▶ [Work item] Only the lines holding the word "Returns" are wanted; copy each of them from the listing.

▶ [Input]
//! Minimal rigid-body provider: velocity integration and impulses.
//!
//! Bevy ships no physics solver, so the game carries just enough of one to
//! drive the character controller: bodies with a velocity that gravity pulls
//! on, impulses, and an upright lock. Gameplay code talks to bodies through
//! the [`PhysicsBody`] trait only. Contact and trigger detection lives in
//! [`collision`].
pub mod collision;

use bevy::math::EulerRot;
use bevy::prelude::*;

pub use collision::*;

/// Downward acceleration applied to every dynamic body, in units/s².
pub const GRAVITY: f32 = -9.81;

/// Operations the gameplay code needs from a physics body.
pub trait PhysicsBody {
    /// Current linear velocity in world units per second.
    fn velocity(&self) -> Vec3;
    fn set_velocity(&mut self, velocity: Vec3);
    /// Apply an instantaneous change in momentum.
    fn apply_impulse(&mut self, impulse: Vec3);
    /// Freeze rotation about the two horizontal axes so the body stays upright.
    fn lock_upright(&mut self);
    fn is_upright_locked(&self) -> bool;
}

/// Dynamic body integrated by [`integrate_bodies`].
#[derive(Component, Debug, Clone, PartialEq)]
pub struct RigidBody {
    pub velocity: Vec3,
    inverse_mass: f32,
    upright: bool,
}

impl RigidBody {
    /// Create a body with the given mass. A non-positive or non-finite mass
    /// makes the body immovable by impulses.
    #[must_use]
    pub fn new(mass: f32) -> Self {
        let inverse_mass = if mass.is_finite() && mass > 0.0 { mass.recip() } else { 0.0 };
        Self { velocity: Vec3::ZERO, inverse_mass, upright: false }
    }

    #[must_use]
    pub fn upright(mut self) -> Self {
        self.upright = true;
        self
    }

    /// Cancel the velocity component pointing into a surface we were pushed out of.
    pub fn stop_along(&mut self, push: Vec3) {
        let Some(normal) = push.try_normalize() else { return };
        let into = self.velocity.dot(normal);
        if into < 0.0 {
            self.velocity -= normal * into;
        }
    }
}

impl Default for RigidBody {
    fn default() -> Self {
        Self::new(1.0)
    }
}

impl PhysicsBody for RigidBody {
    fn velocity(&self) -> Vec3 {
        self.velocity
    }

    fn set_velocity(&mut self, velocity: Vec3) {
        self.velocity = velocity;
    }

    fn apply_impulse(&mut self, impulse: Vec3) {
        self.velocity += impulse * self.inverse_mass;
    }

    fn lock_upright(&mut self) {
        self.upright = true;
    }

    fn is_upright_locked(&self) -> bool {
        self.upright
    }
}

/// Strip pitch and roll from `rotation`, keeping only yaw.
#[must_use]
pub fn upright_rotation(rotation: Quat) -> Quat {
    let (yaw, _, _) = rotation.to_euler(EulerRot::YXZ);
    Quat::from_rotation_y(yaw)
}

/// Advance one body by `dt` seconds: gravity, then translation.
pub fn step_body(tf: &mut Transform, body: &mut RigidBody, dt: f32) {
    body.velocity.y += GRAVITY * dt;
    tf.translation += body.velocity * dt;
    if body.upright {
        tf.rotation = upright_rotation(tf.rotation);
    }
}

/// Integrate every dynamic body for this frame.
#[allow(clippy::needless_pass_by_value)]
pub fn integrate_bodies(time: Res<Time>, mut bodies: Query<(&mut Transform, &mut RigidBody)>) {
    let dt = time.delta_seconds();
    if dt <= 0.0 {
        return;
    }
    for (mut tf, mut body) in &mut bodies {
        step_body(&mut tf, &mut body, dt);
    }
}

#[cfg(test)]
mod tests {
    use super::*;

    #[test]
    fn impulse_scales_with_inverse_mass() {
        let mut heavy = RigidBody::new(2.0);
        heavy.apply_impulse(Vec3::new(0.0, 4.0, 0.0));
        assert_eq!(heavy.velocity(), Vec3::new(0.0, 2.0, 0.0));

        let mut fixed = RigidBody::new(0.0);
        fixed.apply_impulse(Vec3::X * 100.0);
        assert_eq!(fixed.velocity(), Vec3::ZERO);
    }

    #[test]
    fn gravity_accelerates_downward() {
        let mut tf = Transform::from_xyz(0.0, 10.0, 0.0);
        let mut body = RigidBody::default();
        step_body(&mut tf, &mut body, 0.5);
        assert!((body.velocity.y - GRAVITY * 0.5).abs() < 1e-6);
        assert!(tf.translation.y < 10.0);
    }

    #[test]
    fn upright_lock_removes_tilt() {
        let mut tf = Transform::from_rotation(Quat::from_euler(EulerRot::YXZ, 1.0, 0.4, -0.3));
        let mut body = RigidBody::default().upright();
        assert!(body.is_upright_locked());
        step_body(&mut tf, &mut body, 0.01);
        let (yaw, pitch, roll) = tf.rotation.to_euler(EulerRot::YXZ);
        assert!((yaw - 1.0).abs() < 1e-4);
        assert!(pitch.abs() < 1e-5);
        assert!(roll.abs() < 1e-5);
    }

    #[test]
    fn stop_along_only_cancels_inward_motion() {
        let mut body = RigidBody::default();
        body.velocity = Vec3::new(3.0, -5.0, 0.0);
        body.stop_along(Vec3::new(0.0, 0.2, 0.0));
        assert_eq!(body.velocity, Vec3::new(3.0, 0.0, 0.0));

        body.velocity = Vec3::new(0.0, 4.0, 0.0);
        body.stop_along(Vec3::new(0.0, 0.2, 0.0));
        assert_eq!(body.velocity, Vec3::new(0.0, 4.0, 0.0));
    }
}
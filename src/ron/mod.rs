//! Utilities for loading RON files and watching directories for changes.
//!
//! This module provides a small helper for reading RON files from disk and a
//! filesystem watcher resource that sets a shared boolean when a `.ron` file
//! changes. The watcher drives hot-reloading of the game settings.

use bevy::prelude::Resource;
use notify::{Config, RecommendedWatcher, RecursiveMode, Watcher};
use serde::de::DeserializeOwned;
use std::path::{Path, PathBuf};
use std::sync::{Arc, Mutex};

#[derive(Resource)]
/// File-watcher resource for RON hot-reload.
pub struct RonWatcher {
    pub changed: Arc<Mutex<bool>>, // Set to `true` by the watcher thread when a watched file changes.
    _watcher: Option<notify::RecommendedWatcher>, // kept alive for the lifetime of the resource
}

impl RonWatcher {
    /// Create a `RonWatcher` with no OS watcher behind it.
    ///
    /// Used as a fallback when watcher creation fails; `changed` stays `false`
    /// unless something sets it by hand.
    #[must_use]
    pub fn stub() -> Self {
        RonWatcher {
            changed: Arc::new(Mutex::new(false)),
            _watcher: None,
        }
    }

    /// Read and clear the changed flag. A poisoned lock is recovered.
    pub fn take_changed(&self) -> bool {
        let mut flag = match self.changed.lock() {
            Ok(flag) => flag,
            Err(poisoned) => poisoned.into_inner(),
        };
        std::mem::replace(&mut *flag, false)
    }
}

fn is_ron(path: &Path) -> bool {
    path.extension().is_some_and(|ext| ext == "ron")
}

/// Load all `.ron` files from a directory and deserialize them into `T`.
///
/// Files are visited in file-name order so "the first file" is stable across
/// platforms. Files that fail to parse are skipped with a warning on stderr.
///
/// # Arguments
/// * `path` - Directory path to scan for `.ron` files.
#[must_use]
pub fn load_ron_files<T: DeserializeOwned>(path: &str) -> Vec<T> {
    let Ok(entries) = std::fs::read_dir(path) else {
        return Vec::new();
    };

    let mut files: Vec<PathBuf> = entries
        .flatten()
        .map(|entry| entry.path())
        .filter(|p| p.is_file() && is_ron(p))
        .collect();
    files.sort();

    files
        .into_iter()
        .filter_map(|file| {
            let content = std::fs::read_to_string(&file).ok()?;
            match ron::from_str::<T>(&content) {
                Ok(item) => Some(item),
                Err(e) => {
                    eprintln!("Failed to parse {}: {e}", file.display());
                    None
                }
            }
        })
        .collect()
}

/// Create a `RonWatcher` that watches a directory for modified `.ron` files.
///
/// # Errors
/// Returns a `notify::Error` if the underlying file-watcher cannot be
/// created or registered for the provided path.
pub fn setup_ron_watcher(path: &str) -> Result<RonWatcher, notify::Error> {
    let changed = Arc::new(Mutex::new(false));
    let changed_clone = changed.clone();
    let watched_path: PathBuf = std::fs::canonicalize(path).unwrap_or_else(|_| PathBuf::from(path));

    let mut watcher: RecommendedWatcher = Watcher::new(
        move |res: Result<notify::Event, notify::Error>| match res {
            Ok(event) => {
                if !matches!(event.kind, notify::EventKind::Modify(_) | notify::EventKind::Create(_)) {
                    return;
                }
                let relevant = event.paths.iter().any(|p| {
                    let p_canon = std::fs::canonicalize(p).unwrap_or_else(|_| p.clone());
                    is_ron(&p_canon) && p_canon.starts_with(&watched_path)
                });
                if relevant {
                    match changed_clone.lock() {
                        Ok(mut flag) => *flag = true,
                        Err(poisoned) => *poisoned.into_inner() = true,
                    }
                }
            }
            Err(e) => eprintln!("Watch error: {e:?}"),
        },
        Config::default(),
    )?;

    watcher.watch(Path::new(path), RecursiveMode::NonRecursive)?;
    Ok(RonWatcher { changed, _watcher: Some(watcher) })
}
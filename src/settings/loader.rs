//! Settings loading and hot-reloading.
//!
//! Settings are loaded from RON files in the `data/settings` directory. If multiple
//! RON files are present, the first successfully parsed `Settings` will be used.
//! If no RON files are found or none parse, default settings are used. Loaded
//! settings are validated; a bad file at startup is fatal, a bad file during a
//! hot reload is logged and ignored.
use crate::error::ConfigError;
use crate::ron_loader::{load_ron_files, setup_ron_watcher};
use crate::settings::Settings;
use bevy::prelude::*;

/// Directory the binary reads settings from.
pub const SETTINGS_DIR: &str = "data/settings";

#[derive(Resource)]
pub struct SettingsWatcher {
    pub watcher: crate::ron::RonWatcher,
    pub dir: String,
}

/// Load and validate settings from `path` (directory).
///
/// # Errors
/// Returns the `ConfigError` from [`Settings::validate`] when the chosen file
/// holds out-of-range values.
///
/// # Example
/// ```no_run
/// let settings = skyhop::settings::loader::load_settings_from_dir("data/settings")
///     .expect("valid settings");
/// ```
pub fn load_settings_from_dir(path: &str) -> Result<Settings, ConfigError> {
    let items: Vec<Settings> = load_ron_files(path);
    let settings = items.into_iter().next().unwrap_or_else(Settings::defaults);
    settings.validate()?;
    Ok(settings)
}

/// Create a watcher for the settings directory (hot-reload).
///
/// # Errors
/// Propagates the `notify::Error` if the directory cannot be watched.
pub fn setup_settings_watcher(path: &str) -> Result<SettingsWatcher, notify::Error> {
    setup_ron_watcher(path).map(|watcher| SettingsWatcher { watcher, dir: path.to_string() })
}

/// Check for changes and reload the settings resource when files change.
///
/// Invalid reloads keep the current settings in place.
#[allow(clippy::needless_pass_by_value)]
pub fn check_settings_changes(watcher: Res<SettingsWatcher>, mut settings: ResMut<Settings>) {
    if !watcher.watcher.take_changed() {
        return;
    }
    match load_settings_from_dir(&watcher.dir) {
        Ok(fresh) => {
            info!("settings changed, reloaded from {}", watcher.dir);
            *settings = fresh;
        }
        Err(e) => error!("settings reload rejected, keeping previous values: {e}"),
    }
}

impl SettingsWatcher {
    #[must_use]
    pub fn stub() -> Self {
        SettingsWatcher { watcher: crate::ron::RonWatcher::stub(), dir: SETTINGS_DIR.to_string() }
    }
}

#[cfg(test)]
mod tests {
    use super::*;
    use std::path::PathBuf;

    fn scratch_dir(name: &str) -> PathBuf {
        let dir = std::env::temp_dir().join(format!("skyhop-settings-{name}-{}", std::process::id()));
        let _ = std::fs::remove_dir_all(&dir);
        std::fs::create_dir_all(&dir).expect("create scratch dir");
        dir
    }

    #[test]
    fn empty_directory_gives_defaults() {
        let dir = scratch_dir("empty");
        let s = load_settings_from_dir(dir.to_str().unwrap()).expect("defaults are valid");
        assert_eq!(s.player.speed, 10.0);
        let _ = std::fs::remove_dir_all(&dir);
    }

    #[test]
    fn invalid_file_is_an_error() {
        let dir = scratch_dir("invalid");
        std::fs::write(dir.join("settings.ron"), "(player: (speed: -3.0))").unwrap();
        let err = load_settings_from_dir(dir.to_str().unwrap()).unwrap_err();
        assert!(matches!(err, ConfigError::Invalid { field: "player.speed", .. }));
        let _ = std::fs::remove_dir_all(&dir);
    }

    #[test]
    fn hot_reload_keeps_old_settings_on_invalid_file() {
        let dir = scratch_dir("reload");
        std::fs::write(dir.join("settings.ron"), "(coins: (value: 0))").unwrap();

        let watcher = SettingsWatcher { watcher: crate::ron::RonWatcher::stub(), dir: dir.to_string_lossy().into_owned() };
        *watcher.watcher.changed.lock().unwrap() = true;

        let mut app = App::new();
        app.insert_resource(watcher);
        app.insert_resource(Settings::defaults());
        app.add_systems(Update, check_settings_changes);
        app.update();
        assert_eq!(app.world().resource::<Settings>().coins.value, 1);

        std::fs::write(dir.join("settings.ron"), "(coins: (value: 7))").unwrap();
        *app.world().resource::<SettingsWatcher>().watcher.changed.lock().unwrap() = true;
        app.update();
        assert_eq!(app.world().resource::<Settings>().coins.value, 7);
        let _ = std::fs::remove_dir_all(&dir);
    }
}
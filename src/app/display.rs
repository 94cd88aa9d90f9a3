//! Display-related systems: keeping the window's present mode in step with
//! `Settings.graphics.vsync` so vsync can be toggled by editing the settings file.
use bevy::prelude::*;
use bevy::window::{PresentMode, PrimaryWindow};
use skyhop::settings::Settings;

/// Apply `Settings.graphics.vsync` to the primary window when it changes.
///
/// # Arguments
/// - `settings`: current settings, source of the vsync preference.
/// - `windows`: the primary window whose present mode is updated.
/// - `last`: last applied value, to skip redundant writes.
pub fn sync_vsync_settings(
    settings: Res<Settings>,
    mut windows: Query<&mut Window, With<PrimaryWindow>>,
    mut last: Local<Option<bool>>,
) {
    let desired = settings.graphics.vsync;
    if *last == Some(desired) { return; }

    for mut w in &mut windows {
        w.present_mode = if desired { PresentMode::AutoVsync } else { PresentMode::AutoNoVsync };
    }
    info!("vsync {}", if desired { "on" } else { "off" });
    *last = Some(desired);
}
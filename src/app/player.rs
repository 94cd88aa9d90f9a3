//! Player-related presentation systems kept out of `main.rs`.
use bevy::prelude::*;
use skyhop::player::Player;

/// Marks the small point light that travels with the player.
#[derive(Component)]
pub struct PlayerFillLight;

/// Height above the player's origin the fill light hovers at.
const FILL_LIGHT_HEIGHT: f32 = 3.0;

/// Keep the `PlayerFillLight` above the player. No-op without a player.
#[allow(clippy::needless_pass_by_value)]
pub fn update_player_fill_light(
    players: Query<&Transform, (With<Player>, Without<PlayerFillLight>)>,
    mut lights: Query<&mut Transform, With<PlayerFillLight>>,
) {
    let Ok(player) = players.get_single() else { return };
    for mut t in &mut lights {
        t.translation = player.translation + Vec3::Y * FILL_LIGHT_HEIGHT;
    }
}
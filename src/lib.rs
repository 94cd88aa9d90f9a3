pub mod coin;
pub mod error;
pub mod gameplay;
pub mod input;
pub mod physics;
pub mod player;
pub mod ron;
pub use crate::ron as ron_loader;
pub mod settings;
pub mod ui;

pub use gameplay::{GameplayPlugin, GameplaySet};
//! Configuration errors.
//!
//! Gameplay operations never fail: a jump at the cap or a dash on cooldown is
//! a silent no-op. The only failures are bad tuning values and missing
//! collaborators, both of which are caught before the first gameplay tick.
use thiserror::Error;

/// Errors raised while loading settings or wiring the scene.
#[derive(Debug, Clone, PartialEq, Error)]
pub enum ConfigError {
    /// A settings field holds a value outside its accepted range.
    #[error("invalid setting `{field}`: {reason}")]
    Invalid {
        /// Dotted path of the offending field (e.g. `player.speed`).
        field: &'static str,
        /// Human readable explanation.
        reason: String,
    },

    /// A collaborator the gameplay systems require is absent.
    #[error("missing required collaborator: {0}")]
    MissingCollaborator(&'static str),
}

/// Reject negative, NaN and infinite tuning values.
pub(crate) fn non_negative(field: &'static str, value: f32) -> Result<(), ConfigError> {
    if value.is_finite() && value >= 0.0 {
        Ok(())
    } else {
        Err(ConfigError::Invalid {
            field,
            reason: format!("expected a finite, non-negative number, got {value}"),
        })
    }
}

#[cfg(test)]
mod tests {
    use super::*;

    #[test]
    fn non_negative_accepts_zero_and_positive() {
        assert!(non_negative("x", 0.0).is_ok());
        assert!(non_negative("x", 12.5).is_ok());
    }

    #[test]
    fn non_negative_rejects_negative_and_nan() {
        assert!(matches!(
            non_negative("player.speed", -1.0),
            Err(ConfigError::Invalid { field: "player.speed", .. })
        ));
        assert!(non_negative("x", f32::NAN).is_err());
        assert!(non_negative("x", f32::INFINITY).is_err());
    }

    #[test]
    fn error_messages_name_the_field() {
        let err = ConfigError::Invalid { field: "coins.value", reason: "must be at least 1".into() };
        assert_eq!(err.to_string(), "invalid setting `coins.value`: must be at least 1");
        assert_eq!(
            ConfigError::MissingCollaborator("player").to_string(),
            "missing required collaborator: player"
        );
    }
}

▶ [Task answer]
/// Returns a `notify::Error` if the underlying file-watcher cannot be
/// Returns the `ConfigError` from [`Settings::validate`] when the chosen file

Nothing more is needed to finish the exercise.